A hip pointer usually results from a direct blow to either the outside edge of the pelvis (the iliac crest), or the outer aspect of the hip (greater trochanter of the femur) and is an extremely painful injury. The bone and overlying muscle are often bruised, and the pain can be intense and even be felt when, laughing or coughing. Bleeding usually occurs around the front and side of the hip, into the abdominals and gluteus muscles. This bleeding causes swelling and makes movement of the hip very painful. Some players can develop a hematoma, or “pocket of blood” in the soft tissue. Hematoma formation tends to intensify and prolong pain. There is usually less overlying fat and soft tissue over the hip bones and this increases risk for more severe injuries, such as fractures, on impact. In more serious cases of hip pointer a fracture of the bone results.

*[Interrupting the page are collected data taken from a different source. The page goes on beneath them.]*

//! Proxy Telemetry Contracts
//!
//! Wire shape of the telemetry messages agents batch to the proxy endpoint.
//! Delivery is at-least-once; the proxy side is assumed idempotent.

use std::collections::HashMap;

use chrono::{DateTime, Utc};
use serde::{Deserialize, Serialize};
use uuid::Uuid;

/// Severity of a telemetry message.
#[derive(Debug, Clone, Copy, PartialEq, Eq, Serialize, Deserialize)]
pub enum SeverityLevel {
    Verbose,
    Information,
    Warning,
    Error,
    Critical,
}

/// One telemetry event, metric, or trace emitted by an executor. Batched by
/// the caller and discarded once the proxy acknowledges the batch.
#[derive(Debug, Clone, Serialize, Deserialize)]
#[serde(rename_all = "camelCase")]
pub struct TelemetryMessage {
    pub source: String,
    pub event_type: String,
    pub message: String,
    pub severity_level: SeverityLevel,
    pub item_type: String,
    pub operation_id: String,
    #[serde(default, skip_serializing_if = "Option::is_none")]
    pub operation_parent_id: Option<String>,
    pub app_name: String,
    pub app_host: String,
    pub sdk_version: String,
    pub timestamp: DateTime<Utc>,
    #[serde(default)]
    pub custom_dimensions: HashMap<String, serde_json::Value>,
}

impl TelemetryMessage {
    /// A message with the ambient fields (operation id, host, SDK version,
    /// timestamp) filled in.
    pub fn event(
        source: impl Into<String>,
        event_type: impl Into<String>,
        message: impl Into<String>,
        severity_level: SeverityLevel,
    ) -> Self {
        Self {
            source: source.into(),
            event_type: event_type.into(),
            message: message.into(),
            severity_level,
            item_type: "trace".to_string(),
            operation_id: Uuid::new_v4().to_string(),
            operation_parent_id: None,
            app_name: "BenchGrid".to_string(),
            app_host: hostname::get()
                .map(|h| h.to_string_lossy().to_string())
                .unwrap_or_else(|_| "unknown".to_string()),
            sdk_version: env!("CARGO_PKG_VERSION").to_string(),
            timestamp: Utc::now(),
            custom_dimensions: HashMap::new(),
        }
    }

    /// Attach a custom dimension.
    pub fn with_dimension(mut self, key: impl Into<String>, value: serde_json::Value) -> Self {
        self.custom_dimensions.insert(key.into(), value);
        self
    }
}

Symptoms include obvious bruising and swelling, tenderness to touch, range of motion of the hip may be limited, the muscles on the outside of the hip that help to move the legs away from each other. Pain from a hip pointer can last a few days to a few weeks. When a player suffers this type of injury, it will be examined and x rays are often taken of the hip. If a fracture is suspected a CT scan may be obtained. CT scans will also reveal deeper hematomas and bleeding into the pelvis.

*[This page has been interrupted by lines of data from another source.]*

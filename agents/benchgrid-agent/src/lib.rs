//! BenchGrid Agent Library
//!
//! This crate provides the core functionality for the BenchGrid benchmark
//! agent, including the resilient control-plane transport, multi-role
//! workload coordination, and proxy blob/telemetry traffic.

pub mod api;
pub mod cli;
pub mod coordination;
pub mod proxy;

// Re-exports for convenience
pub use api::client::AgentApiClient;
pub use api::manager::ApiClientManager;
pub use api::rest::RestClient;
pub use api::retry::RetryPolicy;
pub use api::service::ApiService;
pub use cli::config::Config;
pub use coordination::coordinator::{CoordinationSettings, CoordinationStage, RoleCoordinator};
pub use coordination::state::{AgentIdentity, EnvironmentLayout, Role, ToolState, WorkloadState};
pub use proxy::blobs::{BlobDescriptor, BlobStoreType};
pub use proxy::client::ProxyApiClient;
pub use proxy::telemetry::{SeverityLevel, TelemetryMessage};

The usual treatment protocol for hip pointers starts with RICE; resting and discontinuing workouts; icing the hip for 20 minutes every hour over the first 48 hours; compressing the joints with a tightly wrapped bandage to help prevent swelling; and elevating the joint by sleeping or resting on the opposite hip. Anti-inflammatory medications may be used and in severe injuries, physical therapy may be used to regain strength and range of motion.
If swelling or hematoma is significant there may be some pressure on one of the nerves that supply sensation to the skin of the thigh. Hematomas may be drained to relieve pain and pressure. Lidocaine injections to the area may also provide some relief of pain.

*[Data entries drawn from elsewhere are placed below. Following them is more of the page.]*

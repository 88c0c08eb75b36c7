//! BenchGrid Agent Entry Point
//!
//! This is the main entry point for the BenchGrid agent binary.

use std::path::PathBuf;
use std::sync::Arc;

use anyhow::{Context, Result};
use clap::{Parser, Subcommand};
use tokio::net::TcpListener;
use tokio_util::sync::CancellationToken;
use tracing::{info, Level};
use tracing_subscriber::FmtSubscriber;

use benchgrid_agent::api::manager::ApiClientManager;
use benchgrid_agent::api::rest::RestClient;
use benchgrid_agent::api::service::ApiService;
use benchgrid_agent::cli::config::Config;
use benchgrid_agent::coordination::background::BackgroundHeartbeat;
use benchgrid_agent::coordination::state::{AgentIdentity, Role};

#[derive(Parser)]
#[command(name = "benchgrid-agent")]
#[command(author, version, about = "BenchGrid Agent - Coordination agent for distributed benchmark runs")]
struct Cli {
    /// Path to configuration file
    #[arg(short, long, default_value = "config/agent.toml")]
    config: PathBuf,

    /// Enable verbose logging
    #[arg(short, long)]
    verbose: bool,

    #[command(subcommand)]
    command: Commands,
}

#[derive(Subcommand)]
enum Commands {
    /// Start the agent
    Start,
    /// Show version information
    Version,
}

#[tokio::main]
async fn main() -> Result<()> {
    let cli = Cli::parse();

    // Initialize logging
    let log_level = if cli.verbose { Level::DEBUG } else { Level::INFO };
    let subscriber = FmtSubscriber::builder()
        .with_max_level(log_level)
        .with_target(true)
        .finish();
    tracing::subscriber::set_global_default(subscriber)?;

    match cli.command {
        Commands::Start => {
            start_agent(&cli.config).await?;
        }
        Commands::Version => {
            show_version();
        }
    }

    Ok(())
}

async fn start_agent(config_path: &PathBuf) -> Result<()> {
    info!("Starting BenchGrid agent...");

    // Load configuration; fall back to defaults when the file is absent.
    let config = if config_path.exists() {
        Config::load(config_path)?
    } else {
        info!(path = %config_path.display(), "No config file found, using defaults");
        Config::default_config()
    };

    let identity = match &config.agent_id {
        Some(agent_id) => AgentIdentity::new(agent_id, config.role, &config.ip_address),
        None => AgentIdentity::from_hostname(config.role, &config.ip_address),
    };
    info!(agent_id = %identity.agent_id, role = %identity.role, "Agent identity resolved");

    // Shared transport and client cache for everything this process calls.
    let rest = RestClient::new().context("Failed to initialize HTTP transport")?;
    let manager = Arc::new(
        ApiClientManager::new(rest)
            .with_ports(config.api.port, config.api.role_ports.clone())
            .with_proxy_chunk_size(config.proxy.chunk_size),
    );

    // Restricted environments route blob and telemetry traffic through a
    // proxy endpoint; absent a URL that traffic is disabled.
    if let Some(proxy_url) = &config.proxy.url {
        let url = reqwest::Url::parse(proxy_url)
            .with_context(|| format!("Invalid proxy URL: {}", proxy_url))?;
        let proxy = manager.get_or_create_proxy_client("proxy", &url);
        info!(url = %proxy_url, chunk_size = proxy.chunk_size(), "Proxy endpoint configured");
    }

    let cancel = CancellationToken::new();

    // Host the control-plane API for peers.
    let service = ApiService::new();
    let listener = TcpListener::bind(("0.0.0.0", config.api.port))
        .await
        .with_context(|| format!("Failed to bind control-plane port {}", config.api.port))?;

    // Server-role agents accept work as soon as the service is up; the
    // workload executor publishes its own readiness through state slots.
    if config.role == Role::Server {
        service.set_online(true);
    }

    let serve_service = service.clone();
    let serve_cancel = cancel.clone();
    let server = tokio::spawn(async move { serve_service.serve(listener, serve_cancel).await });

    // Watchdog on the agent's own control plane: probe failures are logged
    // so a wedged service is visible long before a peer times out on us.
    let local_client = manager.get_or_create_api_client_for_url(
        "local",
        &format!("http://127.0.0.1:{}", config.api.port),
    );
    let heartbeat = BackgroundHeartbeat::start(local_client, config.heartbeat_interval(), &cancel);

    info!(port = config.api.port, "Agent running, press Ctrl-C to stop");

    tokio::signal::ctrl_c()
        .await
        .context("Failed to listen for shutdown signal")?;
    info!("Shutdown signal received, stopping agent");
    cancel.cancel();
    heartbeat.stop().await;

    server
        .await
        .context("Control-plane service task panicked")?
        .context("Control-plane service failed")?;

    Ok(())
}

fn show_version() {
    println!("benchgrid-agent {}", env!("CARGO_PKG_VERSION"));
}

While most amateur athletes will be restricted from participation until they are pain free after suffering a hip pointer, most professional athletes will return to play before pain free. This may cause the athlete to compensate for pain or weakness by altering their gait or stride, which in turn, may predispose them to other injuries. When the athlete returns to play, extra padding may be used to protect the area.
Complications of hip pointer injury include: nerve damage if not treated properly, a condition called myositis ossificans (calcification of the muscle), or compartment syndrome. Compartment syndrome is potentially limb and life threatening condition cause by bleeding into a muscle compartment. Muscles are surrounded by thick, dense connective tissue and if bleeding occurs inside the compartment of the muscle, compartment syndrome may occur. If anyone remembers the thigh injury that Jon Kalinski suffered in January 2009, it was from trauma to the thigh that resulted in compartment syndrome. The excessive pressure in the muscle compartment can cause nerve damage, tissue (skin and muscle) death, kidney failure and even death. Treatment for compartment syndrome is surgical decompression of the compartment where they cut the connective tissue of the involved muscle compartment to relieve the pressure called a fasciotomy. In Kalinski’s case, a 12 inch incision was made to his left thigh and because of the swelling and pressure; the wound was left open for 5 days while the swelling reduced enough to allow the incision to be closed. Compartment syndrome may occur as a result of hip pointers, trauma to muscle from falls, being hit by another player or being hit into the boards as well as trauma from being hit with a stick or puck when blocking a shot.
Not all compartment syndromes are caused by trauma. Sometimes compartment syndrome occurs as a chronic issue and effects the legs or arms. Chronic compartment syndrome is sometimes called exertional compartment syndrome or exercise induced compartment syndrome and treatment can include conservative measures (RICE, massage and myofascial release), though most cases need surgical intervention.